Lexi: Yeah. Well even just what you’re saying, Dr. Elyssa makes me think too about the, there’s almost an addictive quality to social media. And I think it can get, even for me when I, this is how I think about it as a somatic psychotherapist, I think about it as it’s like smoking a cigarette, you know, that motion, like people have talked about how bringing that cigarette, holding that position, holding the cigarette, bringing it to your mouth becomes compulsive. So there’s something compulsive in even the movement of scrolling through your phone. It’s like, we’re so used to it and it can be soothing at times. And then sometimes you can get kind of sucked in and then you’re before you know, it , that’s just what you’re doing in the morning. First thing, when you wake up first or last thing at night. And so that’s another thing to think about is to not start and end your day with social media, if it’s been triggering for you, particularly on having trouble getting pregnant and infertility issues. So not doing it at the ends of your day, and it definitely can be isolating and infertility can be isolating. I think that one thing that I often hear from folks is you see so many people having an easy time having a family, and then you feel like you’re the only one that’s not having that easy time. So just to notice if your journey, if your path becomes, I like to say the word precious, like it’s , it’s only, I’m the only one on this path. Nobody understands me. And if you’re getting tunnel vision in that way, it can be a sign that you’re really getting isolated on your journey. So talking to somebody, whether it’s a friend or a family member, a therapist, or this is an instance where, you know, social media works both ways, it can have negative shadow parts of it, and it can have positive and light parts of it. So the positivity of it is that you can connect with people that are on a similar path. So if you’re noticing that your journey feels like it’s just yours, that’s a good sign that you’re really maybe getting isolated in it. And you might want to open up to the idea of hearing from others that have been on a similar journey or even sharing if you’re, if you’re that kind of person sharing your own path. And there’s something about being willing, I think, to do that and help others that can really make a situation that’s painful and filled with grief become something that you can help and connect with others around. And it just lightens it a bit.

Dr. Elyssa: Yep. Finding some community. I know I’ve noticed, I mean, even within the social media, there are huge communities and groups and support systems there. So you have given us some great suggestions already with checking in on how you’re feeling, what you’re telling yourself about your body and to bring some balance with it.
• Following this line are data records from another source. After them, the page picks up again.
//! Integration test: worker lifecycle through the session.
//!
//! Suspension, trigger coalescing, cancellation of a blocked pass,
//! and flight restart, all through [`FlightSession`]'s public surface.

use std::sync::atomic::Ordering;
use std::thread;
use std::time::{Duration, Instant};

use updraft_core::{DeviceId, WallTime};
use updraft_engine::{CruiseComputer, EngineConfig, FlightSession, WorkerState};
use updraft_test_utils::fixtures::{BlockingComputer, CountingComputer};
use updraft_test_utils::{wait_for, SnapshotBuilder};

#[test]
fn suspend_freezes_the_fused_state() {
    let mut session = FlightSession::new(EngineConfig::default(), Box::new(CruiseComputer::new()))
        .expect("config");

    let wall = WallTime::now();
    session.blackboard().write_device_slot(
        DeviceId(0),
        SnapshotBuilder::at(wall).fix(47.0, 9.0, 100.0).build(),
    );
    assert!(
        wait_for(Duration::from_secs(2), || {
            session.blackboard().read_current().sensor.location_available.valid()
        }),
        "first fix never merged"
    );

    session.suspend_all();
    assert!(
        wait_for(Duration::from_secs(2), || {
            session.merge_state() == WorkerState::Suspended
                && session.compute_state() == WorkerState::Suspended
        }),
        "workers did not park"
    );

    // A write while suspended stays pending; the fused state is frozen.
    session.blackboard().write_device_slot(
        DeviceId(0),
        SnapshotBuilder::at(WallTime::from_seconds(wall.seconds() + 1.0))
            .fix(47.1, 9.0, 101.0)
            .build(),
    );
    thread::sleep(Duration::from_millis(300));
    let frozen = session.blackboard().read_current();
    assert!((frozen.sensor.location.latitude - 47.0).abs() < 1e-12);

    session.resume_all();
    assert!(
        wait_for(Duration::from_secs(2), || {
            (session.blackboard().read_current().sensor.location.latitude - 47.1).abs() < 1e-12
        }),
        "pending write was not merged after resume"
    );

    session.shutdown();
}

#[test]
fn trigger_burst_coalesces_into_bounded_passes() {
    let computer = CountingComputer::new();
    let calls = computer.calls();
    let mut session =
        FlightSession::new(EngineConfig::default(), Box::new(computer)).expect("config");

    session.blackboard().write_device_slot(
        DeviceId(0),
        SnapshotBuilder::at(WallTime::now()).fix(47.0, 9.0, 100.0).build(),
    );
    assert!(
        wait_for(Duration::from_secs(2), || calls.load(Ordering::Relaxed) == 1),
        "first pass never ran"
    );

    let fabric = session.fabric();
    for _ in 0..5 {
        fabric.force_compute();
    }
    assert!(
        wait_for(Duration::from_secs(2), || calls.load(Ordering::Relaxed) >= 2),
        "burst produced no pass at all"
    );
    // Rate limit window plus margin, so any second pass has landed.
    thread::sleep(Duration::from_millis(600));
    let extra = calls.load(Ordering::Relaxed) - 1;
    assert!(
        (1..=2).contains(&extra),
        "five forces must coalesce into one or two passes, got {extra}"
    );

    session.shutdown();
}

#[test]
fn blocked_pass_is_cancelled_on_shutdown() {
    let computer = BlockingComputer::new(Duration::from_secs(10));
    let entered = computer.entered();
    let mut session =
        FlightSession::new(EngineConfig::default(), Box::new(computer)).expect("config");

    session.blackboard().write_device_slot(
        DeviceId(0),
        SnapshotBuilder::at(WallTime::now()).fix(47.0, 9.0, 100.0).build(),
    );
    assert!(
        wait_for(Duration::from_secs(2), || entered.load(Ordering::Relaxed) >= 1),
        "pass never started"
    );

    // The pass would park for 10 s on its own; shutdown must cut it.
    let start = Instant::now();
    let report = session.shutdown();
    assert!(
        start.elapsed() < Duration::from_secs(2),
        "shutdown waited out a blocked pass"
    );
    assert!(report.merge_joined && report.compute_joined);
}

#[test]
fn restart_flight_drops_derived_history() {
    let mut session = FlightSession::new(EngineConfig::default(), Box::new(CruiseComputer::new()))
        .expect("config");
    let wall = WallTime::now();

    // Two fixes 30 m apart integrate into the first leg. Waiting for
    // the first pass keeps the writes from coalescing into one merge.
    session.blackboard().write_device_slot(
        DeviceId(0),
        SnapshotBuilder::at(wall).fix(47.0, 9.0, 100.0).build(),
    );
    assert!(
        wait_for(Duration::from_secs(2), || {
            session.blackboard().read_derived().last_calculated.is_some()
        }),
        "first fix never computed"
    );
    session.blackboard().write_device_slot(
        DeviceId(0),
        SnapshotBuilder::at(WallTime::from_seconds(wall.seconds() + 1.0))
            .fix(47.00027, 9.0, 101.0)
            .build(),
    );
    assert!(
        wait_for(Duration::from_secs(2), || {
            session.blackboard().read_derived().distance_flown_m > 25.0
        }),
        "first leg never integrated"
    );

    // Restart: every source clock begins a fresh epoch. A regressed
    // fix on its own wakes no compute pass; the reset lands with the
    // next advancing fix. Gate each write on the state it produces so
    // no two writes share a pass.
    session.blackboard().restart_flight();
    session.blackboard().write_device_slot(
        DeviceId(0),
        SnapshotBuilder::at(WallTime::from_seconds(wall.seconds() + 2.0))
            .fix(47.1, 9.0, 50.0)
            .build(),
    );
    assert!(
        wait_for(Duration::from_secs(2), || {
            session.blackboard().read_current().sensor.time_of_fix.seconds() < 100.0
        }),
        "regressed fix never merged"
    );

    session.blackboard().write_device_slot(
        DeviceId(0),
        SnapshotBuilder::at(WallTime::from_seconds(wall.seconds() + 3.0))
            .fix(47.100135, 9.0, 51.0)
            .build(),
    );
    assert!(
        wait_for(Duration::from_secs(2), || {
            session
                .blackboard()
                .read_derived()
                .last_calculated
                .is_some_and(|t| t.seconds() < 100.0)
        }),
        "history was not rebuilt from the new epoch"
    );
    assert!(
        session.blackboard().read_derived().distance_flown_m.abs() < 1e-9,
        "the jump to the new start position must not be integrated"
    );

    session.blackboard().write_device_slot(
        DeviceId(0),
        SnapshotBuilder::at(WallTime::from_seconds(wall.seconds() + 4.0))
            .fix(47.10027, 9.0, 52.0)
            .build(),
    );
    assert!(
        wait_for(Duration::from_secs(2), || {
            session.blackboard().read_derived().distance_flown_m > 5.0
        }),
        "first new-epoch leg never integrated"
    );
    let derived = session.blackboard().read_derived();
    assert!(
        derived.distance_flown_m < 25.0,
        "old legs leaked into the new epoch, got {} m",
        derived.distance_flown_m
    );
    assert!(
        (derived.flight_time - 1.0).abs() < 1e-9,
        "flight time must restart, got {}",
        derived.flight_time
    );

    session.shutdown();
}
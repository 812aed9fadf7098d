//! Test utilities and scripted doubles for Updraft development.
//!
//! Provides a [`SnapshotBuilder`] for assembling valid
//! [`SensorSnapshot`] values without ceremony, scripted computer and
//! sink doubles in [`fixtures`], and a polling [`wait_for`] helper for
//! asserting on background-thread effects.

#![forbid(unsafe_code)]
#![allow(missing_docs)]
#![deny(rustdoc::broken_intra_doc_links)]

pub mod fixtures;

use std::thread;
use std::time::{Duration, Instant};

use updraft_core::{Airspeed, Angle, GeoPoint, SensorSnapshot, WallTime};

/// Poll `cond` every few milliseconds until it holds or `timeout`
/// elapses. Returns whether the condition was met.
///
/// Background workers run on their own schedule, so tests assert on
/// their effects with a deadline rather than a fixed sleep.
pub fn wait_for(timeout: Duration, mut cond: impl FnMut() -> bool) -> bool {
    let deadline = Instant::now() + timeout;
    while Instant::now() < deadline {
        if cond() {
            return true;
        }
        thread::sleep(Duration::from_millis(5));
    }
    cond()
}

/// Builder assembling a [`SensorSnapshot`] with every touched field
/// marked valid at one instant.
///
/// Starts from a connected snapshot received at the given wall time;
/// each setter fills a value and stamps its validity at that time.
#[derive(Clone, Debug)]
pub struct SnapshotBuilder {
    snapshot: SensorSnapshot,
    stamp: WallTime,
}

impl SnapshotBuilder {
    /// Start a connected snapshot received at `stamp`.
    pub fn at(stamp: WallTime) -> Self {
        let mut snapshot = SensorSnapshot::default();
        snapshot.connected.update(stamp);
        snapshot.received = stamp;
        Self { snapshot, stamp }
    }

    /// Position fix and device clock in one call.
    pub fn fix(self, latitude: f64, longitude: f64, clock_seconds: f64) -> Self {
        self.location(latitude, longitude).clock(clock_seconds)
    }

    pub fn location(mut self, latitude: f64, longitude: f64) -> Self {
        self.snapshot.location = GeoPoint::new(latitude, longitude);
        self.snapshot.location_available.update(self.stamp);
        self
    }

    /// Raw device time-of-day in seconds. The blackboard unwraps this
    /// into the fix timestamp at the write boundary.
    pub fn clock(mut self, seconds: f64) -> Self {
        self.snapshot.device_clock = seconds;
        self.snapshot.time_available.update(self.stamp);
        self
    }

    pub fn track_and_speed(mut self, track_degrees: f64, ground_speed: f64) -> Self {
        self.snapshot.track = Angle::degrees(track_degrees);
        self.snapshot.track_available.update(self.stamp);
        self.snapshot.ground_speed = ground_speed;
        self.snapshot.ground_speed_available.update(self.stamp);
        self
    }

    pub fn gps_altitude(mut self, metres: f64) -> Self {
        self.snapshot.gps_altitude = metres;
        self.snapshot.gps_altitude_available.update(self.stamp);
        self
    }

    pub fn baro_altitude(mut self, metres: f64) -> Self {
        self.snapshot.baro_altitude = metres;
        self.snapshot.baro_altitude_available.update(self.stamp);
        self
    }

    pub fn airspeed(mut self, true_airspeed: f64, indicated_airspeed: f64) -> Self {
        self.snapshot.airspeed = Airspeed {
            true_airspeed,
            indicated_airspeed,
        };
        self.snapshot.airspeed_available.update(self.stamp);
        self
    }

    pub fn total_energy_vario(mut self, metres_per_second: f64) -> Self {
        self.snapshot.total_energy_vario = metres_per_second;
        self.snapshot.total_energy_vario_available.update(self.stamp);
        self
    }

    pub fn netto_vario(mut self, metres_per_second: f64) -> Self {
        self.snapshot.netto_vario = metres_per_second;
        self.snapshot.netto_vario_available.update(self.stamp);
        self
    }

    pub fn g_load(mut self, g: f64) -> Self {
        self.snapshot.g_load = g;
        self.snapshot.g_load_available.update(self.stamp);
        self
    }

    pub fn mac_cready(mut self, metres_per_second: f64) -> Self {
        self.snapshot.settings.mac_cready = metres_per_second;
        self.snapshot.settings.mac_cready_available.update(self.stamp);
        self
    }

    pub fn ballast(mut self, fraction: f64) -> Self {
        self.snapshot.settings.ballast_fraction = fraction;
        self.snapshot.settings.ballast_available.update(self.stamp);
        self
    }

    pub fn bugs(mut self, factor: f64) -> Self {
        self.snapshot.settings.bugs = factor;
        self.snapshot.settings.bugs_available.update(self.stamp);
        self
    }

    pub fn qnh(mut self, hectopascals: f64) -> Self {
        self.snapshot.settings.qnh_hpa = hectopascals;
        self.snapshot.settings.qnh_available.update(self.stamp);
        self
    }

    pub fn build(self) -> SensorSnapshot {
        self.snapshot
    }
}
//! Cooperative cancellation for long computation passes.

use std::sync::atomic::{AtomicBool, Ordering};
use std::sync::Arc;

/// A shared flag a worker raises to interrupt its tick body.
///
/// Cloning shares the flag. The scheduler raises it when the worker is
/// told to stop (not on suspend); tick bodies poll it at convenient
/// points and return [`ComputeError::Cancelled`] when it is set.
///
/// [`ComputeError::Cancelled`]: crate::error::ComputeError::Cancelled
#[derive(Clone, Debug, Default)]
pub struct CancelToken {
    flag: Arc<AtomicBool>,
}

impl CancelToken {
    /// Create a token in the not-cancelled state.
    pub fn new() -> Self {
        Self::default()
    }

    /// True once [`set`](Self::set) has been called.
    pub fn is_cancelled(&self) -> bool {
        self.flag.load(Ordering::Acquire)
    }

    /// Raise the flag. Visible to all clones.
    pub fn set(&self) {
        self.flag.store(true, Ordering::Release);
    }

    /// Lower the flag so the token can be reused across runs.
    pub fn clear(&self) {
        self.flag.store(false, Ordering::Release);
    }
}
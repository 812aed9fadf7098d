//! Updraft quickstart — a complete, minimal engine run from scratch.
//!
//! Demonstrates:
//!   1. Building an EngineConfig
//!   2. Starting a FlightSession with the bundled CruiseComputer
//!   3. Feeding device snapshots the way a driver would
//!   4. Waiting on the consumer signals
//!   5. Reading fused state and derived results
//!   6. Shutting the session down
//!
//! Run with:
//!   cargo run --example quickstart

use std::thread;
use std::time::Duration;

use updraft_core::{Angle, DeviceId, GeoPoint, SensorSnapshot, WallTime};
use updraft_engine::{CruiseComputer, EngineConfig, FlightSession};

// ─── Driver-style snapshot assembly ─────────────────────────────

/// Build the snapshot a GPS driver would hand over for one fix: every
/// measured field paired with a validity stamped at receive time.
fn fix_snapshot(
    now: WallTime,
    clock: f64,
    location: GeoPoint,
    altitude: f64,
    vario: f64,
) -> SensorSnapshot {
    let mut snapshot = SensorSnapshot::default();
    snapshot.connected.update(now);
    snapshot.received = now;
    snapshot.device_clock = clock;
    snapshot.time_available.update(now);
    snapshot.location = location;
    snapshot.location_available.update(now);
    snapshot.gps_altitude = altitude;
    snapshot.gps_altitude_available.update(now);
    snapshot.total_energy_vario = vario;
    snapshot.total_energy_vario_available.update(now);
    snapshot.track = Angle::degrees(90.0);
    snapshot.track_available.update(now);
    snapshot.ground_speed = 30.0;
    snapshot.ground_speed_available.update(now);
    snapshot
}

// ─── Main ───────────────────────────────────────────────────────

fn main() -> Result<(), Box<dyn std::error::Error>> {
    println!("=== Updraft Quickstart ===\n");

    // 1. Configure: one device slot, everything else at defaults.
    let config = EngineConfig::default();
    println!(
        "Config: {} device slot(s), merge no closer than {:?} apart",
        config.device_count, config.merge.period_min
    );

    // 2. Start the session. Both worker threads spawn here.
    let mut session = FlightSession::new(config, Box::new(CruiseComputer::new()))?;
    let derived_ready = session.signals().derived_ready().subscribe();
    println!("Session started: {session:?}\n");

    // 3. Feed a straight eastbound glide: one fix per flight second,
    //    compressed to 80 ms of wall time each.
    println!("Feeding 20 fixes...");
    let device = DeviceId(0);
    let track = Angle::degrees(90.0);
    let mut position = GeoPoint::new(47.0, 9.0);
    for i in 0..20u32 {
        let clock = 36_000.0 + f64::from(i);
        let altitude = 1500.0 - f64::from(i) * 0.8;
        let vario = if i % 5 == 0 { 1.4 } else { -0.9 };
        session.blackboard().write_device_slot(
            device,
            fix_snapshot(WallTime::now(), clock, position, altitude, vario),
        );
        position = position.offset(track, 30.0);
        thread::sleep(Duration::from_millis(80));
    }

    // 4. Wait for the compute worker to publish a fresh result.
    if derived_ready.wait_timeout(Duration::from_secs(2)) {
        println!("derived-ready signal received\n");
    }

    // 5. Read the fused state and the derived numbers.
    let current = session.blackboard().read_current();
    let derived = session.blackboard().read_derived();
    println!("Fused source:   {}", current.source);
    println!(
        "Position:       {:.5}, {:.5}",
        current.sensor.location.latitude, current.sensor.location.longitude
    );
    println!("Nav altitude:   {:.1} m", current.basic.nav_altitude);
    println!("Flight time:    {:.0} s", derived.flight_time);
    println!("Distance flown: {:.0} m", derived.distance_flown_m);
    if derived.average_climb_available.valid() {
        println!("Average climb:  {:+.2} m/s", derived.average_climb);
    }

    // 6. Shut down and report.
    let report = session.shutdown();
    println!(
        "\nShutdown in {} ms (merge join {} ms, compute join {} ms)",
        report.total_ms, report.merge_join_ms, report.compute_join_ms
    );
    println!("Done.");
    Ok(())
}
What are your top suggestions for women who are dealing with fertility when they are flipping through their social media?

Lexi: Yeah. One, one quick note to just to plug it in there is that there are some people that don’t identify as women that may be giving birth. So just for all of you out there that might be listening, that don’t identify as a mom, but yet you are wanting to get pregnant or you can get pregnant we hear you as well. So I have a lot of tips, one thing in particular, I think that normalizing that any emotion you feel coming up when you’re on social media and that this is something you’re experiencing and fertility, anything you feel is okay. So if you’re on Instagram and you see your friend from high school and they might have three or four kids and they’re pregnant with another one and posting these beautiful pictures and these robes, and you’re like, Oh my gosh, I see one more, half naked belly shot of a friend I might just freak out and throw my phone into the pool. Like, whatever it is that you feel is okay, and that you can be simultaneously happy for somebody and filled with grief and anger and jealousy, and that those, you don’t have, they don’t exclude each other, that it can be all of it. And that is okay . And you don’t have to be ashamed of your feelings cause you’re going through something that’s really, really, really, really hard. And a lot of people don’t have that experience or can’t relate to it. So whatever comes up is okay. And if you were to talk to somebody in a similar situation, they’d probably say, Oh yeah, I know exactly what you mean. I felt that way too. I felt bad about it and I couldn’t help it. So I felt, and that’s okay. So that’s a really big thing that I want to say and to try to notice it, cause you might not even being , be allowing yourself to feel angry or to feel jealous because you’re too busy wanting to push that away and to be happy for somebody, but it’s okay to feel a spectrum of things and they don’t exclude each other.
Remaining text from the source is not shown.